Work instruction –
From the entries, copy every line that carries the string "match".

(Data entries)
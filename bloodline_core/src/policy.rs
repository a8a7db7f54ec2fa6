//! Clock and policy rules.
//!
//! Everything here is a pure function of its inputs (plus the injected clock):
//! - Minimum interval between completed donations
//! - Reward accrual and reward tiers
//! - The blood-request transition table

use crate::types::{RequestStatus, Timestamp};
use chrono::{Duration, Utc};
use serde::{Deserialize, Serialize};
use std::sync::{Mutex, PoisonError};

/// Default minimum interval between donations, in days
pub const MINIMUM_INTERVAL_DAYS: i64 = 90;

/// Default reward for one completed donation
pub const POINTS_PER_DONATION: u64 = 10;

// ============================================================================
// Clock
// ============================================================================

/// Source of "now" for every temporal check
pub trait Clock: Send + Sync {
    fn now(&self) -> Timestamp;
}

/// Wall clock
#[derive(Clone, Copy, Debug, Default)]
pub struct SystemClock;

impl Clock for SystemClock {
    fn now(&self) -> Timestamp {
        Utc::now()
    }
}

/// Manually driven clock for deterministic runs
#[derive(Debug)]
pub struct FixedClock {
    now: Mutex<Timestamp>,
}

impl FixedClock {
    pub fn new(now: Timestamp) -> Self {
        Self {
            now: Mutex::new(now),
        }
    }

    pub fn set(&self, now: Timestamp) {
        *self.now.lock().unwrap_or_else(PoisonError::into_inner) = now;
    }

    pub fn advance(&self, by: Duration) {
        let mut now = self.now.lock().unwrap_or_else(PoisonError::into_inner);
        *now += by;
    }
}

impl Clock for FixedClock {
    fn now(&self) -> Timestamp {
        *self.now.lock().unwrap_or_else(PoisonError::into_inner)
    }
}

// ============================================================================
// Reward Tiers
// ============================================================================

/// Points needed to reach each tier above Bronze
#[derive(Clone, Debug, PartialEq, Eq, Serialize, Deserialize)]
pub struct RewardThresholds {
    #[serde(default = "default_silver")]
    pub silver: u64,
    #[serde(default = "default_gold")]
    pub gold: u64,
    #[serde(default = "default_platinum")]
    pub platinum: u64,
}

fn default_silver() -> u64 {
    20
}

fn default_gold() -> u64 {
    50
}

fn default_platinum() -> u64 {
    100
}

impl Default for RewardThresholds {
    fn default() -> Self {
        Self {
            silver: default_silver(),
            gold: default_gold(),
            platinum: default_platinum(),
        }
    }
}

/// Donor recognition level derived from reward points
#[derive(Clone, Copy, Debug, PartialEq, Eq, PartialOrd, Ord, Serialize, Deserialize)]
#[serde(rename_all = "snake_case")]
pub enum RewardTier {
    Bronze,
    Silver,
    Gold,
    Platinum,
}

impl RewardTier {
    pub fn for_points(points: u64, thresholds: &RewardThresholds) -> Self {
        if points >= thresholds.platinum {
            RewardTier::Platinum
        } else if points >= thresholds.gold {
            RewardTier::Gold
        } else if points >= thresholds.silver {
            RewardTier::Silver
        } else {
            RewardTier::Bronze
        }
    }
}

impl std::fmt::Display for RewardTier {
    fn fmt(&self, f: &mut std::fmt::Formatter<'_>) -> std::fmt::Result {
        let label = match self {
            RewardTier::Bronze => "Bronze",
            RewardTier::Silver => "Silver",
            RewardTier::Gold => "Gold",
            RewardTier::Platinum => "Platinum",
        };
        f.write_str(label)
    }
}

// ============================================================================
// Request Transitions
// ============================================================================

/// Which statuses a request may be fulfilled from
#[derive(Clone, Copy, Debug, Default, PartialEq, Eq, Serialize, Deserialize)]
#[serde(rename_all = "snake_case")]
pub enum FulfillmentPolicy {
    /// Approved → Fulfilled only
    #[default]
    RequireApproval,
    /// Also allow Pending → Fulfilled
    AllowDirect,
}

impl RequestStatus {
    /// The request transition table
    ///
    /// Pending → {Approved, Rejected}, Approved → Fulfilled, plus
    /// Pending → Fulfilled under [`FulfillmentPolicy::AllowDirect`].
    /// Nothing leaves Fulfilled or Rejected.
    pub fn can_transition_to(&self, next: RequestStatus, policy: FulfillmentPolicy) -> bool {
        use RequestStatus::*;
        match (self, next) {
            (Pending, Approved) | (Pending, Rejected) | (Approved, Fulfilled) => true,
            (Pending, Fulfilled) => policy == FulfillmentPolicy::AllowDirect,
            _ => false,
        }
    }
}

// ============================================================================
// Policy
// ============================================================================

/// Tunable rules shared by every component
#[derive(Clone, Debug, PartialEq, Eq)]
pub struct Policy {
    pub minimum_interval: Duration,
    pub points_per_donation: u64,
    /// Units credited to the hospital inventory per completed donation
    pub units_per_donation: u32,
    pub fulfillment: FulfillmentPolicy,
    pub reward_thresholds: RewardThresholds,
}

impl Default for Policy {
    fn default() -> Self {
        Self {
            minimum_interval: Duration::days(MINIMUM_INTERVAL_DAYS),
            points_per_donation: POINTS_PER_DONATION,
            units_per_donation: 1,
            fulfillment: FulfillmentPolicy::default(),
            reward_thresholds: RewardThresholds::default(),
        }
    }
}

impl Policy {
    /// Earliest time a donor may donate again, `None` if never donated
    pub fn next_eligible_at(&self, last_donation: Option<Timestamp>) -> Option<Timestamp> {
        last_donation.map(|last| last + self.minimum_interval)
    }

    /// Whether a donation at `requested` respects the minimum interval
    pub fn check_eligibility(
        &self,
        last_donation: Option<Timestamp>,
        requested: Timestamp,
    ) -> bool {
        match last_donation {
            None => true,
            Some(last) => requested - last >= self.minimum_interval,
        }
    }

    /// Reward total after one more completed donation
    pub fn accrue(&self, current_points: u64) -> u64 {
        current_points.saturating_add(self.points_per_donation)
    }

    pub fn tier(&self, points: u64) -> RewardTier {
        RewardTier::for_points(points, &self.reward_thresholds)
    }
}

Written solution –
        let label = match self {
        match (self, next) {
        match last_donation {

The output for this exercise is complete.